- Directed by: Leonard Fields
- Written by: David Silverstein
- Based on: Manhattan Love Song by Cornell Woolrich
- Produced by: Trem Carr
- Starring: Robert Armstrong Dixie Lee Franklin Pangborn
- Cinematography: Robert H. Planck
- Edited by: Carl Pierson
- Music by: Bernie Grossman Edward Ward
- Production company: Monogram Pictures
- Distributed by: Monogram Pictures
- Release date: April 30, 1934;
- Running time: 73 minutes
- Country: United States
- Language: English

= Manhattan Love Song =

1934 film

Manhattan Love Song is a 1934 American pre-Code romantic comedy drama film directed by Leonard Fields and starring Robert Armstrong, Dixie Lee and Franklin Pangborn. It was produced and distributed by Monogram Pictures. It is based on the 1932 novel of the same title by Cornell Woolrich. It is the first of Woolrich's works to be adapted to the screen, and the only adapted work of his that was not in the crime/film noir genre.

== Plot summary ==
Although sisters Geraldine and Carol Stewart live luxuriously in a Park Avenue apartment in New York City, their money has run out due to some bad business investments. Their servants, Williams and Annette, expect to be leaving, but the sisters invite them to remain in exchange for their unpaid back wages. They agree, then surprise the haughty sisters by expecting them to share in performing the household chores.
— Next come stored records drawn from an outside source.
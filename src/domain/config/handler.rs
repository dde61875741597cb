//! Handler configuration loaded from `pvcontrol-handler.toml`.

use std::path::PathBuf;
use std::time::Duration;

use serde::Deserialize;

use super::StateFiles;
use super::paths;

/// Retry window handed to the downloader: one day.
pub const DOWNLOAD_RETRY_TIMEOUT_DEFAULT_SECS: u64 = 60 * 60 * 24;

/// Configuration for the content handler.
#[derive(Debug, Clone, Deserialize)]
pub struct HandlerConfig {
    /// Folder passed to the shell with `--target-log-folder`.
    #[serde(default = "paths::adu_log_folder")]
    pub log_folder: PathBuf,
    /// Privileged shell invocation settings.
    #[serde(default)]
    pub shell: ShellLaunchConfig,
    /// Payload download settings.
    #[serde(default)]
    pub download: DownloadConfig,
    /// Must match what the shell passes to pvcontrol, so never read from file.
    #[serde(skip)]
    pub state_files: StateFiles,
}

impl Default for HandlerConfig {
    fn default() -> Self {
        Self {
            log_folder: paths::adu_log_folder(),
            shell: ShellLaunchConfig::default(),
            download: DownloadConfig::default(),
            state_files: StateFiles::default(),
        }
    }
}

impl HandlerConfig {
    pub fn with_state_files(mut self, state_files: StateFiles) -> Self {
        self.state_files = state_files;
        self
    }
}

/// How the handler reaches the privileged shell.
#[derive(Debug, Clone, Deserialize)]
pub struct ShellLaunchConfig {
    /// Path to the `adu-shell` binary.
    #[serde(default = "paths::adu_shell")]
    pub path: PathBuf,
    /// Upper bound on a single shell invocation. Unbounded when absent.
    #[serde(default)]
    pub timeout_secs: Option<u64>,
}

impl Default for ShellLaunchConfig {
    fn default() -> Self {
        Self { path: paths::adu_shell(), timeout_secs: None }
    }
}

impl ShellLaunchConfig {
    pub fn timeout(&self) -> Option<Duration> {
        self.timeout_secs.map(Duration::from_secs)
    }
}

/// Payload download settings.
#[derive(Debug, Clone, Deserialize)]
pub struct DownloadConfig {
    /// Total time spent retrying a failed download.
    #[serde(default = "default_retry_timeout")]
    pub retry_timeout_secs: u64,
    /// Timeout for a single HTTP request.
    #[serde(default = "default_request_timeout")]
    pub request_timeout_secs: u64,
}

impl Default for DownloadConfig {
    fn default() -> Self {
        Self {
            retry_timeout_secs: default_retry_timeout(),
            request_timeout_secs: default_request_timeout(),
        }
    }
}

impl DownloadConfig {
    pub fn retry_timeout(&self) -> Duration {
        Duration::from_secs(self.retry_timeout_secs)
    }

    pub fn request_timeout(&self) -> Duration {
        Duration::from_secs(self.request_timeout_secs)
    }
}

fn default_retry_timeout() -> u64 {
    DOWNLOAD_RETRY_TIMEOUT_DEFAULT_SECS
}

fn default_request_timeout() -> u64 {
    300
}
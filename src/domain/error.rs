use std::io;
use std::path::PathBuf;

use thiserror::Error;

use super::ShellAction;

/// Library-wide error type for handler and shell operations.
#[derive(Debug, Error)]
pub enum AppError {
    /// Underlying I/O failure.
    #[error(transparent)]
    Io(#[from] io::Error),

    /// Configuration or environment issue.
    #[error("{0}")]
    Configuration(String),

    /// TOML parsing error.
    #[error("TOML parse error: {0}")]
    TomlParseError(#[from] toml::de::Error),

    /// Update type string is not `<name>:<version>`.
    #[error("Invalid update type '{0}': expected '<name>:<version>'")]
    InvalidUpdateType(String),

    /// Update action string is not one the shell knows.
    #[error("Unsupported update action '{0}'")]
    UnsupportedUpdateAction(String),

    /// Update type string is not one the shell dispatches.
    #[error("Unknown update type '{0}'")]
    UnsupportedShellUpdateType(String),

    /// An action that needs `--target-data` was launched without it.
    #[error("Action '{action}' requires target data")]
    MissingTargetData { action: ShellAction },

    /// A pvcontrol state file could not be read or parsed.
    #[error("Failed to load state file '{}': {details}", path.display())]
    StateFile { path: PathBuf, details: String },

    /// The installed-info state file has no usable revision.
    #[error("No revision recorded in '{}'", .0.display())]
    MissingRevision(PathBuf),

    /// Payload URI cannot be requested at all.
    #[error("Invalid download URI '{url}': {details}")]
    InvalidUri { url: String, details: String },

    /// Payload transfer failed.
    #[error("Download of '{url}' failed: {details}")]
    Download { url: String, status: Option<u16>, details: String },

    /// Downloaded payload does not match the manifest hash.
    #[error("Hash mismatch for '{file}': expected {expected}, got {actual}")]
    HashMismatch { file: String, expected: String, actual: String },
}

impl AppError {
    pub fn config_error<S: Into<String>>(message: S) -> Self {
        AppError::Configuration(message.into())
    }

    pub(crate) fn state_file<P: Into<PathBuf>, S: ToString>(path: P, details: S) -> Self {
        AppError::StateFile { path: path.into(), details: details.to_string() }
    }
}
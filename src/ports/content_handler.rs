use crate::domain::AducResult;
use crate::ports::WorkflowData;

/// Lifecycle contract an update agent host drives for one update type.
pub trait ContentHandler {
    fn download(&self, workflow: &dyn WorkflowData) -> AducResult;

    fn install(&self, workflow: &dyn WorkflowData) -> AducResult;

    fn apply(&self, workflow: &dyn WorkflowData) -> AducResult;

    fn cancel(&self, workflow: &dyn WorkflowData) -> AducResult;

    fn is_installed(&self, workflow: &dyn WorkflowData) -> AducResult;
}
Geraldine looks for work, but receives no offers except for a striptease act in a burlesque show. Williams is mistaken for a taxi driver by a wealthy tourist, "Pancake Annie" Jones from Nevada, who has come with her son Phineas to seek an entry into Manhattan high society.

Carol elopes with a rich acquaintance, Garrett Wetherby, which leaves Geraldine on her own, needing money. She accepts the job doing a striptease, but is arrested when the club is raided. Williams decides to accept Pancake Annie's offer to go West in her employment. Geraldine realizes she loves Williams and asks to go along.

== Cast ==
- Robert Armstrong as Tom Williams
- Dixie Lee as Geraldine Stewart
- Nydia Westman as Annette
- Franklin Pangborn as Garrett Wetherby
- Cecil Cunningham as "Pancake Annie" Jones
- Harold Waldridge as Phineas Jones
- Helen Flint as Carol Stewart
- Herman Bing as Gustave
- George Irving as Kenbrook
- Emmett Vogan as Doctor
- Harrison Greene as Joe Thomas
- Eddie Dean as Sam
- Nick Copeland as Al Kingston
- Tom Ricketts as Rich Man
- Edward Peil Sr. as Employment Agent
- Hal Price as Gil, Taxicab Driver
- Frances Morris as Chorus Girl

== Soundtrack ==
- Dixie Lee - "A Little Shack on Fifth Avenue" (Music by Edward Ward and Bernie Grossman, words by David Silverstein)
- "Daisy" (uncredited player) - "Hang Up Your Hat" (Music by Edward Ward and Bernie Grossman, words by David Silverstein)

==Bibliography==
- Bradley, Edwin M. Unsung Hollywood Musicals of the Golden Era: 50 Overlooked Films and Their Stars, 1929-1939. McFarland, 2016.
- Goble, Alan. The Complete Index to Literary Sources in Film. Walter de Gruyter, 1999.